From this judgment the plaintiffs appeal. There is no cross-appeal or complaint of the judgment by the defendants. The only question upon the appeal, therefore, is whether the court should have set aside the whole deed. The facts are these:
Elzie Estep and his wife have eight children. He cannot read or write; she can write her name but she cannot write anything else or read writing for any practical purposes. They were in very poor circumstances. One of their daughters was sick and had to go to a hospital for an operation. They had to raise $200.00 to pay the expenses. They borrowed this and in order to meet the note agreed to sell G.W. Owens their royalty under the lease for $200.00. When the deed was produced to them neither one of them could read it. It was read to them by the agent of the grantors and as read to them did not contain the words above quoted. They testify that it was read to them as a deed to G.W. Owens for $200.00. They also introduced the officer who took the acknowledgment to the deed. He testifies that he read the deed; that the paper was written on an ordinary deed blank; that the consideration was $300.00 and it was simply for one-eighth royalty in the oil and gas; that the words above *Page 606 
quoted were not then in the deed. This is the sum of the evidence for the plaintiffs. On the other hand, the proof for the defendants is to the effect that the deed as originally drawn read just as it does now.

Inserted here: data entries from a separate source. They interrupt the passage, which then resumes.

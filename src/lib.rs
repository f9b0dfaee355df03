//! PoolHouse Backend
//! Mission: Deterministic ledger consolidation for fantasy pool leagues

pub mod api;
pub mod auth;
pub mod config;
pub mod consolidator;
pub mod leagues;
pub mod ledger;
pub mod models;
pub mod scheduler;
pub mod scoring;
pub mod scrapers;
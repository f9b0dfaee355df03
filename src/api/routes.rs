//! HTTP API
//! Mission: Tenant-scoped access to ledgers, consolidation and repair

use crate::api::tenant::TenantScope;
use crate::auth::models::{Claims, LoginRequest, LoginResponse, UserResponse};
use crate::auth::{auth_middleware, JwtHandler, UserStore};
use crate::consolidator::{ConsolidationError, Consolidator};
use crate::leagues::LeagueStore;
use crate::ledger::{
    EntryKey, LedgerError, LedgerSnapshot, LedgerStore, SeasonError, SeasonTransitionProcessor,
};
use crate::models::{
    classify_balance, BalanceClass, League, LeagueId, ParticipantId, Round, SeasonYear,
    Transaction, TransactionKind,
};
use crate::scoring::round_robin::StandingsRow;
use axum::{
    extract::{Extension, Path, State},
    http::StatusCode,
    middleware,
    response::{IntoResponse, Json, Response},
    routing::{get, post},
    Router,
};
use serde::{Deserialize, Serialize};
use serde_json::json;
use std::sync::Arc;

/// Shared application state
#[derive(Clone)]
pub struct AppState {
    pub ledger: LedgerStore,
    pub leagues: Arc<LeagueStore>,
    pub users: Arc<UserStore>,
    pub jwt: Arc<JwtHandler>,
    pub consolidator: Consolidator,
}

/// Create the API router
pub fn create_router(state: AppState) -> Router {
    let protected = Router::new()
        .route("/api/leagues", get(list_leagues).post(upsert_league))
        .route(
            "/api/leagues/:league/seasons/:season/ledger",
            get(get_league_ledger),
        )
        .route(
            "/api/leagues/:league/seasons/:season/ledger/:participant",
            get(get_participant_ledger),
        )
        .route(
            "/api/leagues/:league/seasons/:season/standings",
            get(get_standings),
        )
        .route(
            "/api/leagues/:league/seasons/:season/ledger/:participant/adjustments",
            post(post_adjustment),
        )
        .route(
            "/api/leagues/:league/seasons/:season/ledger/:participant/repair",
            post(repair_participant),
        )
        .route(
            "/api/leagues/:league/seasons/:season/rounds/:round/consolidate",
            post(consolidate_round),
        )
        .route(
            "/api/leagues/:league/seasons/:season/open",
            post(open_season),
        )
        .route_layer(middleware::from_fn_with_state(
            state.jwt.clone(),
            auth_middleware,
        ));

    Router::new()
        .route("/health", get(health_check))
        .route("/api/auth/login", post(login))
        .merge(protected)
        .with_state(state)
}

// ===== Route Handlers =====

/// Health check endpoint
async fn health_check() -> Json<HealthResponse> {
    Json(HealthResponse {
        status: "healthy".to_string(),
        version: env!("CARGO_PKG_VERSION").to_string(),
    })
}

async fn login(
    State(state): State<AppState>,
    Json(body): Json<LoginRequest>,
) -> Result<Json<LoginResponse>, ApiError> {
    let valid = state.users.verify_password(&body.username, &body.password)?;
    if !valid {
        return Err(ApiError::Unauthorized("Invalid credentials".to_string()));
    }

    let user = state
        .users
        .get_user_by_username(&body.username)?
        .ok_or_else(|| ApiError::Unauthorized("Invalid credentials".to_string()))?;

    let (token, expires_in) = state.jwt.generate_token(&user)?;

    Ok(Json(LoginResponse {
        token,
        expires_in,
        role: user.role.clone(),
        user: UserResponse::from_user(&user),
    }))
}

/// Leagues visible to the caller's tenant scope
async fn list_leagues(
    State(state): State<AppState>,
    Extension(claims): Extension<Claims>,
) -> Result<Json<Vec<League>>, ApiError> {
    let leagues = match TenantScope::from_claims(&claims) {
        TenantScope::All => state.leagues.list_all()?,
        TenantScope::Owned(owner) => state.leagues.list_owned(&owner)?,
    };
    Ok(Json(leagues))
}

async fn upsert_league(
    State(state): State<AppState>,
    Extension(claims): Extension<Claims>,
    Json(league): Json<League>,
) -> Result<StatusCode, ApiError> {
    if !TenantScope::from_claims(&claims).allows(&league) {
        return Err(ApiError::Forbidden(
            "League belongs to another administrator".to_string(),
        ));
    }
    state.leagues.upsert(&league)?;
    Ok(StatusCode::NO_CONTENT)
}

async fn get_league_ledger(
    State(state): State<AppState>,
    Extension(claims): Extension<Claims>,
    Path((league, season)): Path<(String, u16)>,
) -> Result<Json<LeagueLedgerResponse>, ApiError> {
    let (league, season) = load_scoped_league(&state, &claims, &league, season)?;
    let entries = state.ledger.list_league(&league.id, season).await?;

    Ok(Json(LeagueLedgerResponse {
        league: league.id.clone(),
        season,
        entries: entries.iter().map(LedgerEntryResponse::from_snapshot).collect(),
    }))
}

async fn get_participant_ledger(
    State(state): State<AppState>,
    Extension(claims): Extension<Claims>,
    Path((league, season, participant)): Path<(String, u16, u64)>,
) -> Result<Json<LedgerEntryResponse>, ApiError> {
    let (league, season) = load_scoped_league(&state, &claims, &league, season)?;
    let key = EntryKey {
        league: league.id.clone(),
        season,
        participant: ParticipantId(participant),
    };

    let snapshot = state
        .ledger
        .read(&key)
        .await?
        .ok_or_else(|| ApiError::NotFound(format!("No ledger entry for {}", key)))?;

    Ok(Json(LedgerEntryResponse::from_snapshot(&snapshot)))
}

/// Round-robin standings through the league's most recent consolidated
/// round. Before anything has been consolidated there is nothing to stand
/// on, so the table is empty.
async fn get_standings(
    State(state): State<AppState>,
    Extension(claims): Extension<Claims>,
    Path((league, season)): Path<(String, u16)>,
) -> Result<Json<StandingsResponse>, ApiError> {
    let (league, season) = load_scoped_league(&state, &claims, &league, season)?;
    let entries = state.ledger.list_league(&league.id, season).await?;
    let through = entries
        .iter()
        .map(|e| e.last_consolidated_round)
        .max()
        .filter(|r| !r.is_season_marker());

    let rows = match through {
        Some(through) => state.consolidator.standings(&league, through).await?,
        None => Vec::new(),
    };

    Ok(Json(StandingsResponse {
        league: league.id.clone(),
        season,
        through,
        rows,
    }))
}

async fn post_adjustment(
    State(state): State<AppState>,
    Extension(claims): Extension<Claims>,
    Path((league, season, participant)): Path<(String, u16, u64)>,
    Json(body): Json<AdjustmentRequest>,
) -> Result<Json<LedgerEntryResponse>, ApiError> {
    let (league, season) = load_scoped_league(&state, &claims, &league, season)?;

    if !matches!(
        body.kind,
        TransactionKind::ManualAdjustment | TransactionKind::Settlement
    ) {
        return Err(ApiError::BadRequest(format!(
            "Adjustments must be manual_adjustment or settlement, got {}",
            body.kind.as_str()
        )));
    }
    let round = Round::parse(body.round)
        .ok_or_else(|| ApiError::BadRequest(format!("Round {} out of range", body.round)))?;

    let key = EntryKey {
        league: league.id.clone(),
        season,
        participant: ParticipantId(participant),
    };
    let snapshot = state
        .ledger
        .append_adjustment(
            &key,
            Transaction::new(round, body.kind, body.value, body.description),
        )
        .await?;

    Ok(Json(LedgerEntryResponse::from_snapshot(&snapshot)))
}

async fn repair_participant(
    State(state): State<AppState>,
    Extension(claims): Extension<Claims>,
    Path((league, season, participant)): Path<(String, u16, u64)>,
    Json(body): Json<RepairRequest>,
) -> Result<Json<LedgerEntryResponse>, ApiError> {
    let (league, _season) = load_scoped_league(&state, &claims, &league, season)?;

    let through = Round::parse(body.through_round)
        .filter(|r| !r.is_season_marker())
        .ok_or_else(|| {
            ApiError::BadRequest(format!("Round {} out of range", body.through_round))
        })?;

    let snapshot = state
        .consolidator
        .repair_participant(&league, ParticipantId(participant), through)
        .await?;

    Ok(Json(LedgerEntryResponse::from_snapshot(&snapshot)))
}

async fn consolidate_round(
    State(state): State<AppState>,
    Extension(claims): Extension<Claims>,
    Path((league, season, round)): Path<(String, u16, u8)>,
) -> Result<Json<serde_json::Value>, ApiError> {
    let (league, _season) = load_scoped_league(&state, &claims, &league, season)?;
    let round = Round::parse(round)
        .filter(|r| !r.is_season_marker())
        .ok_or_else(|| ApiError::BadRequest(format!("Round {} out of range", round)))?;

    let report = state
        .consolidator
        .consolidate_league_round(&league, round)
        .await?;

    Ok(Json(json!({
        "round": report.round,
        "succeeded": report.succeeded,
        "failed": report.failed,
        "complete": report.is_complete(),
    })))
}

async fn open_season(
    State(state): State<AppState>,
    Extension(claims): Extension<Claims>,
    Path((league, season)): Path<(String, u16)>,
) -> Result<Json<serde_json::Value>, ApiError> {
    let (league, season) = load_scoped_league(&state, &claims, &league, season)?;

    // One participant's failure never aborts the batch: each outcome is
    // reported and a blocked participant can be retried alone after the
    // debt is settled.
    let processor = SeasonTransitionProcessor::new(&state.ledger);
    let mut outcomes = Vec::new();
    let mut failed = 0usize;
    for (participant, result) in processor.open_league_season(&league).await {
        match result {
            Ok(outcome) => outcomes.push(json!({
                "participant": participant,
                "outcome": format!("{:?}", outcome),
            })),
            Err(e) => {
                failed += 1;
                outcomes.push(json!({
                    "participant": participant,
                    "error": e.to_string(),
                }));
            }
        }
    }

    Ok(Json(json!({
        "league": league.id,
        "season": season,
        "participants": outcomes,
        "failed": failed,
        "complete": failed == 0,
    })))
}

/// Parses the path identifiers, loads the league and enforces the tenant
/// boundary. A crafted league id cannot skip the filter: the owner check
/// runs against the stored league, not the request.
fn load_scoped_league(
    state: &AppState,
    claims: &Claims,
    league: &str,
    season: u16,
) -> Result<(League, SeasonYear), ApiError> {
    let id = LeagueId::parse(league)
        .ok_or_else(|| ApiError::BadRequest(format!("Invalid league id: {}", league)))?;
    let season = SeasonYear(season);

    let league = state
        .leagues
        .get(&id, season)?
        .ok_or_else(|| ApiError::NotFound(format!("League {} season {} not found", id, season)))?;

    if !TenantScope::from_claims(claims).allows(&league) {
        return Err(ApiError::Forbidden(
            "League belongs to another administrator".to_string(),
        ));
    }

    Ok((league, season))
}

// ===== Request/Response Types =====

#[derive(Serialize)]
struct HealthResponse {
    status: String,
    version: String,
}

#[derive(Deserialize)]
struct AdjustmentRequest {
    round: u8,
    kind: TransactionKind,
    value: f64,
    description: String,
}

#[derive(Deserialize)]
struct RepairRequest {
    through_round: u8,
}

#[derive(Serialize)]
struct StandingsResponse {
    league: LeagueId,
    season: SeasonYear,
    /// Last consolidated round the table reflects; absent when nothing has
    /// been consolidated yet.
    through: Option<Round>,
    rows: Vec<StandingsRow>,
}

#[derive(Serialize)]
struct LeagueLedgerResponse {
    league: LeagueId,
    season: SeasonYear,
    entries: Vec<LedgerEntryResponse>,
}

#[derive(Serialize)]
struct LedgerEntryResponse {
    participant: ParticipantId,
    balance: f64,
    gains: f64,
    losses: f64,
    class: BalanceClass,
    last_consolidated_round: Round,
    transactions: Vec<Transaction>,
}

impl LedgerEntryResponse {
    fn from_snapshot(snapshot: &LedgerSnapshot) -> Self {
        Self {
            participant: snapshot.key.participant,
            balance: snapshot.balance,
            gains: snapshot.gains,
            losses: snapshot.losses,
            class: classify_balance(snapshot.balance),
            last_consolidated_round: snapshot.last_consolidated_round,
            transactions: snapshot.transactions.clone(),
        }
    }
}

// ===== Error Handling =====

#[derive(Debug)]
enum ApiError {
    Internal(anyhow::Error),
    Unauthorized(String),
    Forbidden(String),
    NotFound(String),
    BadRequest(String),
    Conflict(String),
    Upstream(String),
}

impl From<anyhow::Error> for ApiError {
    fn from(err: anyhow::Error) -> Self {
        ApiError::Internal(err)
    }
}

impl From<LedgerError> for ApiError {
    fn from(err: LedgerError) -> Self {
        match err {
            LedgerError::InvalidRound(round) => {
                ApiError::BadRequest(format!("Invalid round {}", round))
            }
            LedgerError::KindNotAllowed(kind) => {
                ApiError::BadRequest(format!("Transaction kind {} not allowed", kind))
            }
            other => ApiError::Internal(other.into()),
        }
    }
}

impl From<ConsolidationError> for ApiError {
    fn from(err: ConsolidationError) -> Self {
        ApiError::Upstream(err.to_string())
    }
}

impl From<SeasonError> for ApiError {
    fn from(err: SeasonError) -> Self {
        match err {
            SeasonError::NegativeBalanceBlocked { .. } => ApiError::Conflict(err.to_string()),
            SeasonError::Ledger(e) => e.into(),
        }
    }
}

impl IntoResponse for ApiError {
    fn into_response(self) -> Response {
        let (status, message) = match &self {
            ApiError::Internal(err) => {
                tracing::error!("Internal error: {}", err);
                (
                    StatusCode::INTERNAL_SERVER_ERROR,
                    "Internal server error".to_string(),
                )
            }
            ApiError::Unauthorized(msg) => (StatusCode::UNAUTHORIZED, msg.clone()),
            ApiError::Forbidden(msg) => (StatusCode::FORBIDDEN, msg.clone()),
            ApiError::NotFound(msg) => (StatusCode::NOT_FOUND, msg.clone()),
            ApiError::BadRequest(msg) => (StatusCode::BAD_REQUEST, msg.clone()),
            ApiError::Conflict(msg) => (StatusCode::CONFLICT, msg.clone()),
            ApiError::Upstream(msg) => (StatusCode::BAD_GATEWAY, msg.clone()),
        };

        let body = Json(json!({
            "error": message,
        }));

        (status, body).into_response()
    }
}
//! Tenant Scoping
//! Mission: An admin sees its own leagues; a super-admin sees them all
//!
//! Built once per request from the validated JWT claims and consulted
//! before any league data is touched.

use crate::auth::models::{Claims, UserRole};
use crate::models::League;

#[derive(Debug, Clone, PartialEq, Eq)]
pub enum TenantScope {
    /// Super-admin: every league.
    All,
    /// Regular admin: only leagues whose owner matches this username.
    Owned(String),
}

impl TenantScope {
    pub fn from_claims(claims: &Claims) -> Self {
        match claims.role {
            UserRole::SuperAdmin => TenantScope::All,
            UserRole::Admin => TenantScope::Owned(claims.username.clone()),
        }
    }

    pub fn allows(&self, league: &League) -> bool {
        match self {
            TenantScope::All => true,
            TenantScope::Owned(owner) => league.owner == *owner,
        }
    }
}
//! Core Domain Models
//! Mission: One canonical typed identifier per entity, validated at the boundary

mod league;

pub use league::{
    BonusPhase, BonusTable, BracketConfig, BracketStageValues, League, LeagueConfig,
    RosterEntry, RoundRobinConfig, SeasonConfig, TopBottomConfig,
};

use serde::{Deserialize, Serialize};
use std::collections::BTreeMap;
use std::fmt;

/// Number of scored rounds in a season.
pub const ROUNDS_PER_SEASON: u8 = 38;

/// Canonical league identifier: a lowercase slug, validated once at the
/// system boundary and never re-derived downstream.
#[derive(Debug, Clone, PartialEq, Eq, Hash, PartialOrd, Ord, Serialize, Deserialize)]
#[serde(transparent)]
pub struct LeagueId(String);

impl LeagueId {
    pub fn parse(raw: &str) -> Option<Self> {
        let slug = raw.trim();
        let valid = !slug.is_empty()
            && slug.len() <= 64
            && slug
                .chars()
                .all(|c| c.is_ascii_lowercase() || c.is_ascii_digit() || c == '-' || c == '_');
        if valid {
            Some(Self(slug.to_string()))
        } else {
            None
        }
    }

    pub fn as_str(&self) -> &str {
        &self.0
    }
}

impl fmt::Display for LeagueId {
    fn fmt(&self, f: &mut fmt::Formatter<'_>) -> fmt::Result {
        f.write_str(&self.0)
    }
}

/// Canonical participant identifier (external numeric id).
#[derive(
    Debug, Clone, Copy, Default, PartialEq, Eq, Hash, PartialOrd, Ord, Serialize, Deserialize,
)]
#[serde(transparent)]
pub struct ParticipantId(pub u64);

impl fmt::Display for ParticipantId {
    fn fmt(&self, f: &mut fmt::Formatter<'_>) -> fmt::Result {
        write!(f, "{}", self.0)
    }
}

/// Season year, e.g. 2026.
#[derive(
    Debug, Clone, Copy, PartialEq, Eq, Hash, PartialOrd, Ord, Serialize, Deserialize,
)]
#[serde(transparent)]
pub struct SeasonYear(pub u16);

impl fmt::Display for SeasonYear {
    fn fmt(&self, f: &mut fmt::Formatter<'_>) -> fmt::Result {
        write!(f, "{}", self.0)
    }
}

/// Round number. 1..=38 are scored rounds; 0 is reserved for season-entry
/// and carry-over transactions that are not tied to a scored round.
#[derive(
    Debug, Clone, Copy, PartialEq, Eq, Hash, PartialOrd, Ord, Serialize, Deserialize,
)]
#[serde(transparent)]
pub struct Round(pub u8);

impl Round {
    pub const SEASON_MARKER: Round = Round(0);
    pub const FIRST: Round = Round(1);
    pub const LAST: Round = Round(ROUNDS_PER_SEASON);

    pub fn parse(n: u8) -> Option<Self> {
        if n <= ROUNDS_PER_SEASON {
            Some(Self(n))
        } else {
            None
        }
    }

    pub fn is_season_marker(&self) -> bool {
        self.0 == 0
    }

    pub fn next(&self) -> Option<Round> {
        if self.0 < ROUNDS_PER_SEASON {
            Some(Round(self.0 + 1))
        } else {
            None
        }
    }
}

impl fmt::Display for Round {
    fn fmt(&self, f: &mut fmt::Formatter<'_>) -> fmt::Result {
        write!(f, "R{}", self.0)
    }
}

/// Market status for a round, as reported by the scoring provider.
#[derive(Debug, Clone, Copy, PartialEq, Eq, Serialize, Deserialize)]
pub enum MarketStatus {
    #[serde(rename = "open")]
    Open,
    #[serde(rename = "closed")]
    Closed,
}

impl MarketStatus {
    pub fn as_str(&self) -> &str {
        match self {
            MarketStatus::Open => "open",
            MarketStatus::Closed => "closed",
        }
    }

    pub fn from_str(s: &str) -> Option<Self> {
        match s.to_lowercase().as_str() {
            "open" => Some(MarketStatus::Open),
            "closed" => Some(MarketStatus::Closed),
            _ => None,
        }
    }
}

/// Kind of a ledger transaction. One transaction per module contribution so
/// the breakdown stays auditable.
#[derive(Debug, Clone, Copy, PartialEq, Eq, Serialize, Deserialize)]
pub enum TransactionKind {
    #[serde(rename = "rank_bonus")]
    RankBonus,
    #[serde(rename = "round_robin")]
    RoundRobin,
    #[serde(rename = "bracket")]
    Bracket,
    #[serde(rename = "weekly_extreme")]
    WeeklyExtreme,
    #[serde(rename = "season_entry_fee")]
    SeasonEntryFee,
    #[serde(rename = "season_carry_over")]
    SeasonCarryOver,
    #[serde(rename = "manual_adjustment")]
    ManualAdjustment,
    #[serde(rename = "settlement")]
    Settlement,
}

impl TransactionKind {
    pub fn as_str(&self) -> &'static str {
        match self {
            TransactionKind::RankBonus => "rank_bonus",
            TransactionKind::RoundRobin => "round_robin",
            TransactionKind::Bracket => "bracket",
            TransactionKind::WeeklyExtreme => "weekly_extreme",
            TransactionKind::SeasonEntryFee => "season_entry_fee",
            TransactionKind::SeasonCarryOver => "season_carry_over",
            TransactionKind::ManualAdjustment => "manual_adjustment",
            TransactionKind::Settlement => "settlement",
        }
    }

    /// Season-marker kinds live at round 0 and are replaced idempotently,
    /// one per (season, kind).
    pub fn is_season_marker(&self) -> bool {
        matches!(
            self,
            TransactionKind::SeasonEntryFee | TransactionKind::SeasonCarryOver
        )
    }
}

/// The atomic ledger unit. Append-only; corrections are new transactions,
/// except that the current not-yet-consolidated round may be replaced
/// wholesale until it consolidates.
#[derive(Debug, Clone, PartialEq, Serialize, Deserialize)]
pub struct Transaction {
    pub round: Round,
    pub kind: TransactionKind,
    pub value: f64,
    #[serde(default, skip_serializing_if = "Option::is_none")]
    pub description: Option<String>,
}

impl Transaction {
    pub fn new(round: Round, kind: TransactionKind, value: f64, description: impl Into<String>) -> Self {
        Self {
            round,
            kind,
            value: round_cents(value),
            description: Some(description.into()),
        }
    }
}

/// Round points for one participant. `None` means the round was not played
/// (bye, mid-season entry, scores not yet available).
#[derive(Debug, Clone, Copy, PartialEq, Serialize, Deserialize)]
pub struct ParticipantScore {
    pub participant: ParticipantId,
    pub points: Option<f64>,
}

/// Scores indexed by round, in provider order per round. BTreeMap keeps
/// iteration deterministic for the pure computation engine.
pub type ScoreHistory = BTreeMap<Round, Vec<ParticipantScore>>;

/// Monetary rounding to cents. All transaction values and balances are
/// normalized through this before storage or comparison.
pub fn round_cents(v: f64) -> f64 {
    (v * 100.0).round() / 100.0
}

/// Debtor/creditor classification with a one-cent tolerance.
#[derive(Debug, Clone, Copy, PartialEq, Eq, Serialize, Deserialize)]
#[serde(rename_all = "lowercase")]
pub enum BalanceClass {
    Debtor,
    Creditor,
    Settled,
}

pub fn classify_balance(balance: f64) -> BalanceClass {
    if balance < -0.01 {
        BalanceClass::Debtor
    } else if balance > 0.01 {
        BalanceClass::Creditor
    } else {
        BalanceClass::Settled
    }
}
//! Weekly Extremes
//! Mission: Flag the single best and single worst performer of a round

use super::ranking;
use crate::models::{ParticipantId, ParticipantScore, TopBottomConfig};

/// Best/worst awards for one round. Ties resolve the same way as the
/// ranking module (stable input order), so results are reproducible.
pub fn payouts_for_round(
    config: &TopBottomConfig,
    scores: &[ParticipantScore],
) -> Vec<(ParticipantId, f64, String)> {
    let ranked = ranking::rank_round(scores);
    if ranked.is_empty() {
        return Vec::new();
    }

    let mut out = Vec::new();

    let best = &ranked[0];
    let best_value = config.best.first().copied().unwrap_or(0.0);
    if best_value != 0.0 {
        out.push((
            best.participant,
            best_value,
            format!("best of round ({:.2} pts)", best.points),
        ));
    }

    // A single entrant cannot be both best and worst.
    if ranked.len() > 1 {
        let worst = &ranked[ranked.len() - 1];
        let worst_value = config.worst.first().copied().unwrap_or(0.0);
        if worst_value != 0.0 {
            out.push((
                worst.participant,
                worst_value,
                format!("worst of round ({:.2} pts)", worst.points),
            ));
        }
    }

    out
}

There is absolutely nothing in the record connecting the grantees in the deed with the alteration in it. The fact is that they lived in another county and are not shown to have seen the deed after its execution until after it was recorded, and when recorded it read just as it does now. Under the earlier English decisions the rule was that the alteration of a deed in a material part, even by a stranger, without right,avoided the deed. But this is not the rule now. In 1 Rawle C. L., p. 984, the modern rule is stated in these words:
    "Though a few early cases followed the English doctrine, yet the American rule, and with much the better reason, appears to be entirely the other way, and it would seem now to be completely settled in this country that a material alteration by a stranger without the privity of any of the parties thereto will not render an instrument void, if it can be shown by evidence, what the language was as it originally stood."
It does not appear who made the alteration, but if it could be presumed that the agent, whom the grantees sent to take the deed, made the alteration after it was signed and before it was recorded, this would not affect the grantees unless done by their authority.
    "Nor will an agent be presumed to have authority to make a change in an instrument from the mere fact that he is authorized to receive the instrument, or to deliver it to another." I R. C. L., p. 985.
Conceding the words above quoted were properly stricken out of the deed, the circuit court did not err in refusing to adjudge the whole instrument void, for it was clearly shown by the evidence what the language was as it originally stood, and upon all the facts the court concludes that these words and the amount of the consideration were really the only alteration made in the deed after it was signed.